On-demand release of chemotherapeutic drugs from their prodrugs triggered by light irradiation has been attracting great attention for effective cancer treatment. Herein, we prepared prodrug-based supramolecular nanoparticles (HA–aPS–aCPT) composed of (1) β-cyclodextrin conjugated hyaluronic acid polymer (HA–CD), (2) adamantane-modified camptothecin prodrug (aCPT) caged via reactive oxygen species (ROS) responsive thioketal linker, and (3) adamantane-modified photosensitizer (aPS), for combination photodynamic therapy and light-controlled chemotherapy. aCPT could release free camptothecin by the cleavage of ROS-sensitive thioketal linker. aPS is employed to produce ROS under light irradiation.

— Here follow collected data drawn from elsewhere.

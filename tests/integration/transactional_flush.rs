//! All-or-nothing commits

use super::support::{configured_service, service, DemoService};
use entity_proxy::config::ServiceConfig;
use entity_proxy::{
    EntityId, EntityKey, EntityState, EntityStatus, ProxyError, TransportError, UpdateType,
};
use serde_json::json;
use std::sync::Arc;

fn order(key: i64) -> EntityState {
    EntityState::new(EntityId::keyed("Orders", key)).with_property("ShelfLife", json!(1))
}

#[tokio::test]
async fn test_successful_change_set_clears_everything() {
    let (service, client) = service(true);
    let container = service.container::<DemoService>().unwrap();
    let orders = container.entity_set("Orders").unwrap();
    let customers = container.entity_set("Customers").unwrap();

    client.seed(order(1));
    client.seed(order(3));
    let existing = orders.attach(order(1)).unwrap();
    existing.set_property("ShelfLife", json!(4)).unwrap();
    let customer = customers
        .attach(EntityState::new(EntityId::keyed("Customers", 5)))
        .unwrap();
    let created = orders.new_entity(Some(EntityKey::from(2))).unwrap();
    customer.set_link("FavoriteOrder", &created).unwrap();
    orders.delete(3).unwrap();

    let report = service.flush().await.unwrap();

    assert_eq!(report.requests, 1);
    assert_eq!(report.committed.len(), 4);
    assert!(client.requests().is_empty());
    let batches = client.batches();
    assert_eq!(batches.len(), 1);
    let batch: Vec<String> = batches[0].iter().map(|op| op.to_string()).collect();
    assert_eq!(
        batch,
        vec![
            "PATCH Orders(1)",
            "POST Orders(2)",
            "replace Customers(5)/FavoriteOrder/$ref",
            "DELETE Orders(3)",
        ]
    );
    assert!(!service.context().has_pending_changes());
    assert_eq!(created.status(), Some(EntityStatus::AttachedUnchanged));
}

#[tokio::test]
async fn test_rolled_back_change_set_leaves_context_untouched() {
    let (service, client) = service(true);
    let orders = service.container::<DemoService>().unwrap().entity_set("Orders").unwrap();
    for key in 1..=5 {
        orders
            .attach(order(key))
            .unwrap()
            .set_property("ShelfLife", json!(key * 10))
            .unwrap();
    }
    client.fail_on(
        "PATCH Orders(3)",
        TransportError::Status {
            code: 400,
            message: "bad value".to_string(),
        },
    );
    let before = service.context().pending_changes();

    let err = service.flush().await.unwrap_err();

    assert_eq!(service.context().pending_changes(), before);
    match &err {
        ProxyError::CommitFailed {
            failures,
            committed,
        } => {
            assert_eq!(*committed, 0);
            assert_eq!(failures.len(), 5);
            let explicit: Vec<_> = failures
                .iter()
                .filter(|f| f.error != TransportError::RolledBack)
                .collect();
            assert_eq!(explicit.len(), 1);
            assert_eq!(explicit[0].change.entity_id().to_string(), "Orders(3)");
        }
        other => panic!("expected CommitFailed, got {:?}", other),
    }
}

#[tokio::test]
async fn test_transport_failure_is_retriable() {
    let (service, client) = service(true);
    let orders = service.container::<DemoService>().unwrap().entity_set("Orders").unwrap();
    orders.new_entity(Some(EntityKey::from(9))).unwrap();
    orders.new_entity(Some(EntityKey::from(10))).unwrap();
    client.fail_batches(TransportError::Timeout("gateway".to_string()));
    let before = service.context().pending_changes();

    let err = service.flush().await.unwrap_err();
    assert!(err.is_retriable());
    assert_eq!(err.failed_changes().len(), 2);
    assert_eq!(service.context().pending_changes(), before);

    client.clear_failures();
    let report = service.flush().await.unwrap();
    assert_eq!(report.committed.len(), 2);
    assert_eq!(client.batches().len(), 2);
    assert!(!service.context().has_pending_changes());
}

#[tokio::test]
async fn test_conflicting_change_set_reports_concurrency_conflict() {
    let (service, client) = service(true);
    let orders = service.container::<DemoService>().unwrap().entity_set("Orders").unwrap();
    let handle = orders.attach(order(1).with_etag("W/\"7\"")).unwrap();
    handle.set_property("ShelfLife", json!(2)).unwrap();
    orders.attach(order(2)).unwrap().set_property("ShelfLife", json!(2)).unwrap();
    client.fail_on(
        "PATCH Orders(1)",
        TransportError::Status {
            code: 412,
            message: "etag mismatch".to_string(),
        },
    );

    let err = service.flush().await.unwrap_err();

    assert!(matches!(err, ProxyError::ConcurrencyConflict { .. }));
    assert_eq!(err.failed_changes().len(), 2);
    assert_eq!(handle.status(), Some(EntityStatus::AttachedDirty));
    assert_eq!(service.context().pending_changes().len(), 2);
}

#[tokio::test]
async fn test_change_recorded_during_flush_stays_pending() {
    let (service, client) = service(true);
    let service = Arc::new(service);
    let orders = service.container::<DemoService>().unwrap().entity_set("Orders").unwrap();
    client.seed(order(1));
    let handle = orders.attach(order(1)).unwrap();
    handle.set_property("ShelfLife", json!(2)).unwrap();
    let gate = client.gate_batches();

    let flushing = {
        let service = Arc::clone(&service);
        tokio::spawn(async move { service.flush().await })
    };
    gate.entered.notified().await;
    handle.set_property("ShelfLife", json!(3)).unwrap();
    gate.release.notify_one();
    let report = flushing.await.unwrap().unwrap();

    assert_eq!(report.committed.len(), 1);
    assert_eq!(
        report.committed[0].as_entity().unwrap().properties.get("ShelfLife"),
        Some(&json!(2))
    );
    let pending = service.context().pending_changes();
    assert_eq!(pending.len(), 1);
    assert_eq!(
        pending[0].as_entity().unwrap().properties.get("ShelfLife"),
        Some(&json!(3))
    );
    assert_eq!(handle.status(), Some(EntityStatus::AttachedDirty));
}

#[tokio::test]
async fn test_created_entity_is_updated_under_its_assigned_key() {
    let (service, client) = service(true);
    let orders = service.container::<DemoService>().unwrap().entity_set("Orders").unwrap();
    let handle = orders.new_entity(None).unwrap();
    handle.set_property("ShelfLife", json!(7)).unwrap();
    service.flush().await.unwrap();

    handle.set_property("ShelfLife", json!(9)).unwrap();
    service.flush().await.unwrap();

    let batches = client.batches();
    assert_eq!(batches.len(), 2);
    assert_eq!(batches[1][0].to_string(), "PATCH Orders(1000)");
    assert_eq!(
        client
            .stored(&EntityId::keyed("Orders", 1000))
            .unwrap()
            .properties
            .get("ShelfLife"),
        Some(&json!(9))
    );
}

#[tokio::test]
async fn test_replace_updates_send_the_full_entity() {
    let config = ServiceConfig {
        update_type: UpdateType::Replace,
        ..ServiceConfig::default()
    };
    let (service, client) = configured_service(&config);
    assert_eq!(service.update_type(), UpdateType::Replace);
    let orders = service.container::<DemoService>().unwrap().entity_set("Orders").unwrap();
    let state = order(1).with_property("Description", json!("first"));
    client.seed(state.clone());
    let handle = orders.attach(state).unwrap();

    handle.set_property("ShelfLife", json!(12)).unwrap();
    service.flush().await.unwrap();

    let batch: Vec<String> = client.batches()[0].iter().map(|op| op.to_string()).collect();
    assert_eq!(batch, vec!["PUT Orders(1)"]);
    let stored = client.stored(&EntityId::keyed("Orders", 1)).unwrap();
    assert_eq!(stored.properties.get("ShelfLife"), Some(&json!(12)));
    assert_eq!(stored.properties.get("Description"), Some(&json!("first")));
}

HA–aPS–aCPT nanoparticles are formed by supramolecular means with excellent colloidal stability and monodispersity in aqueous solution. Confocal imaging and flow cytometric analysis confirm the selective uptake of HA–aPS–aCPT nanoparticles via CD44 receptor-mediated endocytosis by MDA-MB-231 cells, on account of the targeting capability of hyaluronic acid. Cell viability assays show that HA–aPS–aCPT nanoparticles possess minimal cytotoxicity in the dark, while presenting high cellular toxicity under light irradiation. In vivo experiments exhibit selective accumulation of HA–aPS–aCPT nanoparticles in MDA-MB-231 tumor of nude mice. Significant tumor regression is observed when light irradiation is applied after intravenous injection of HA–aPS–aCPT nanoparticles. Thus, HA–aPS–aCPT nanoparticles demonstrate a great potential for on-demand combination photodynamic therapy and chemotherapy of tumor.